#[cfg(test)]
mod tests {
    use super::*;
    use serial_test::serial;
    use std::env;
    use tracing::Level;

    fn clear_env_vars() {
        unsafe {
            env::remove_var("BIND_ADDRESS");
            env::remove_var("EXPLANATION_PROVIDER");
            env::remove_var("OPENAI_API_KEY");
            env::remove_var("GEMINI_API_KEY");
            env::remove_var("CHAT_MODEL");
            env::remove_var("SPEECH_PROVIDER");
            env::remove_var("AVATAR_PROXY_URL");
            env::remove_var("AVATAR_ID");
            env::remove_var("AVATAR_VOICE_ID");
            env::remove_var("QUESTION_BANK_PATH");
            env::remove_var("SESSION_DURATION_SECS");
            env::remove_var("QUESTIONS_PER_SESSION");
            env::remove_var("CAPABILITY_TIMEOUT_SECS");
            env::remove_var("RUST_LOG");
            env::remove_var("PROMPTS_PATH");
        }
    }

    fn set_minimal_env_openai() {
        unsafe {
            env::set_var("EXPLANATION_PROVIDER", "openai");
            env::set_var("OPENAI_API_KEY", "test-openai-key");
        }
    }

    #[test]
    fn test_config_error_display() {
        let missing_var = ConfigError::MissingVar("TEST_VAR".to_string());
        assert_eq!(
            format!("{}", missing_var),
            "Missing environment variable: TEST_VAR"
        );

        let invalid_value =
            ConfigError::InvalidValue("TEST_VAR".to_string(), "bad_value".to_string());
        assert_eq!(
            format!("{}", invalid_value),
            "Invalid value for environment variable TEST_VAR: bad_value"
        );
    }

    #[test]
    fn test_session_settings_follow_config() {
        let config = Config {
            session_duration: Duration::from_secs(60),
            questions_per_session: 3,
            ..Config::default()
        };

        let settings = config.session_settings();

        assert_eq!(settings.duration, Duration::from_secs(60));
        assert_eq!(settings.questions_per_session, 3);
        assert_eq!(settings.feedback_delay, Duration::from_secs(2));
    }

    #[test]
    #[serial]
    fn test_config_from_env_minimal_openai() {
        clear_env_vars();
        set_minimal_env_openai();

        let config = Config::from_env().expect("Config should load successfully");

        assert_eq!(config.bind_address.to_string(), "0.0.0.0:3000");
        assert_eq!(config.explanation_provider, Provider::OpenAI);
        assert_eq!(config.openai_api_key, Some("test-openai-key".to_string()));
        assert_eq!(config.gemini_api_key, None);
        assert_eq!(config.chat_model, "gpt-4o-mini");
        assert_eq!(config.speech_provider, SpeechProvider::Mock);
        assert_eq!(config.avatar_id, "1732323320");
        assert_eq!(config.question_bank_path, None);
        assert_eq!(config.session_duration, Duration::from_secs(900));
        assert_eq!(config.questions_per_session, 10);
        assert_eq!(config.capability_timeout, Duration::from_secs(15));
        assert_eq!(config.log_level, Level::INFO);
        assert_eq!(config.prompts_path, PathBuf::from("./prompts"));
    }

    #[test]
    #[serial]
    fn test_config_from_env_gemini_provider() {
        clear_env_vars();
        unsafe {
            env::set_var("EXPLANATION_PROVIDER", "gemini");
            env::set_var("GEMINI_API_KEY", "test-gemini-key");
        }

        let config = Config::from_env().expect("Config should load successfully");

        assert_eq!(config.explanation_provider, Provider::Gemini);
        assert_eq!(config.gemini_api_key, Some("test-gemini-key".to_string()));
        assert_eq!(config.openai_api_key, None);
    }

    #[test]
    #[serial]
    fn test_config_mock_provider_needs_no_keys() {
        clear_env_vars();
        unsafe {
            env::set_var("EXPLANATION_PROVIDER", "MOCK");
        }

        let config = Config::from_env().expect("Config should load successfully");

        assert_eq!(config.explanation_provider, Provider::Mock);
    }

    #[test]
    #[serial]
    fn test_config_from_env_custom_values() {
        clear_env_vars();
        unsafe {
            env::set_var("BIND_ADDRESS", "127.0.0.1:8080");
            env::set_var("EXPLANATION_PROVIDER", "openai");
            env::set_var("OPENAI_API_KEY", "custom-openai-key");
            env::set_var("CHAT_MODEL", "gpt-4o");
            env::set_var("SPEECH_PROVIDER", "avatar");
            env::set_var("AVATAR_PROXY_URL", "http://localhost:54321/functions/v1/heygen-proxy");
            env::set_var("QUESTION_BANK_PATH", "/data/questions.json");
            env::set_var("SESSION_DURATION_SECS", "300");
            env::set_var("QUESTIONS_PER_SESSION", "5");
            env::set_var("CAPABILITY_TIMEOUT_SECS", "8");
            env::set_var("RUST_LOG", "debug");
            env::set_var("PROMPTS_PATH", "/custom/prompts");
        }

        let config = Config::from_env().expect("Config should load successfully");

        assert_eq!(config.bind_address.to_string(), "127.0.0.1:8080");
        assert_eq!(config.chat_model, "gpt-4o");
        assert_eq!(config.speech_provider, SpeechProvider::Avatar);
        assert_eq!(
            config.avatar_proxy_url.as_deref(),
            Some("http://localhost:54321/functions/v1/heygen-proxy")
        );
        assert_eq!(
            config.question_bank_path,
            Some(PathBuf::from("/data/questions.json"))
        );
        assert_eq!(config.session_duration, Duration::from_secs(300));
        assert_eq!(config.questions_per_session, 5);
        assert_eq!(config.capability_timeout, Duration::from_secs(8));
        assert_eq!(config.log_level, Level::DEBUG);
        assert_eq!(config.prompts_path, PathBuf::from("/custom/prompts"));
    }

    #[test]
    #[serial]
    fn test_config_invalid_bind_address() {
        clear_env_vars();
        set_minimal_env_openai();
        unsafe {
            env::set_var("BIND_ADDRESS", "not-a-valid-address");
        }

        let err = Config::from_env().unwrap_err();
        match err {
            ConfigError::InvalidValue(var, _) => assert_eq!(var, "BIND_ADDRESS"),
            _ => panic!("Expected InvalidValue for BIND_ADDRESS"),
        }
    }

    #[test]
    #[serial]
    fn test_config_invalid_log_level() {
        clear_env_vars();
        set_minimal_env_openai();
        unsafe {
            env::set_var("RUST_LOG", "not-a-level");
        }

        let err = Config::from_env().unwrap_err();
        match err {
            ConfigError::InvalidValue(var, _) => assert_eq!(var, "RUST_LOG"),
            _ => panic!("Expected InvalidValue for RUST_LOG"),
        }
    }

    #[test]
    #[serial]
    fn test_config_rejects_zero_and_garbage_numbers() {
        clear_env_vars();
        set_minimal_env_openai();
        unsafe {
            env::set_var("QUESTIONS_PER_SESSION", "0");
        }
        match Config::from_env().unwrap_err() {
            ConfigError::InvalidValue(var, msg) => {
                assert_eq!(var, "QUESTIONS_PER_SESSION");
                assert!(msg.contains("greater than zero"));
            }
            _ => panic!("Expected InvalidValue for QUESTIONS_PER_SESSION"),
        }

        unsafe {
            env::remove_var("QUESTIONS_PER_SESSION");
            env::set_var("SESSION_DURATION_SECS", "fifteen minutes");
        }
        match Config::from_env().unwrap_err() {
            ConfigError::InvalidValue(var, _) => assert_eq!(var, "SESSION_DURATION_SECS"),
            _ => panic!("Expected InvalidValue for SESSION_DURATION_SECS"),
        }
    }

    #[test]
    #[serial]
    fn test_config_unknown_provider() {
        clear_env_vars();
        unsafe {
            env::set_var("EXPLANATION_PROVIDER", "llama");
        }

        let err = Config::from_env().unwrap_err();
        match err {
            ConfigError::InvalidValue(var, msg) => {
                assert_eq!(var, "EXPLANATION_PROVIDER");
                assert!(msg.contains("llama"));
            }
            _ => panic!("Expected InvalidValue for EXPLANATION_PROVIDER"),
        }
    }

    #[test]
    #[serial]
    fn test_config_missing_openai_key() {
        clear_env_vars();
        unsafe {
            env::set_var("EXPLANATION_PROVIDER", "openai");
        }

        let err = Config::from_env().unwrap_err();
        match err {
            ConfigError::MissingVar(msg) => {
                assert!(msg.contains("OPENAI_API_KEY"));
            }
            _ => panic!("Expected MissingVar for OPENAI_API_KEY"),
        }
    }

    #[test]
    #[serial]
    fn test_config_missing_gemini_key() {
        clear_env_vars();
        unsafe {
            env::set_var("EXPLANATION_PROVIDER", "gemini");
        }

        let err = Config::from_env().unwrap_err();
        match err {
            ConfigError::MissingVar(msg) => {
                assert!(msg.contains("GEMINI_API_KEY"));
            }
            _ => panic!("Expected MissingVar for GEMINI_API_KEY"),
        }
    }

    #[test]
    #[serial]
    fn test_config_avatar_requires_proxy_url() {
        clear_env_vars();
        set_minimal_env_openai();
        unsafe {
            env::set_var("SPEECH_PROVIDER", "avatar");
        }

        let err = Config::from_env().unwrap_err();
        match err {
            ConfigError::MissingVar(msg) => assert!(msg.contains("AVATAR_PROXY_URL")),
            _ => panic!("Expected MissingVar for AVATAR_PROXY_URL"),
        }
    }
}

[ABOUT THIS EXERCISE] From the data above, copy out every line with the string "MissingVar" in it.

[COMPLETED EXERCISE]
        let missing_var = ConfigError::MissingVar("TEST_VAR".to_string());
            ConfigError::MissingVar(msg) => {
            _ => panic!("Expected MissingVar for OPENAI_API_KEY"),
            ConfigError::MissingVar(msg) => {
            _ => panic!("Expected MissingVar for GEMINI_API_KEY"),
            ConfigError::MissingVar(msg) => assert!(msg.contains("AVATAR_PROXY_URL")),
            _ => panic!("Expected MissingVar for AVATAR_PROXY_URL"),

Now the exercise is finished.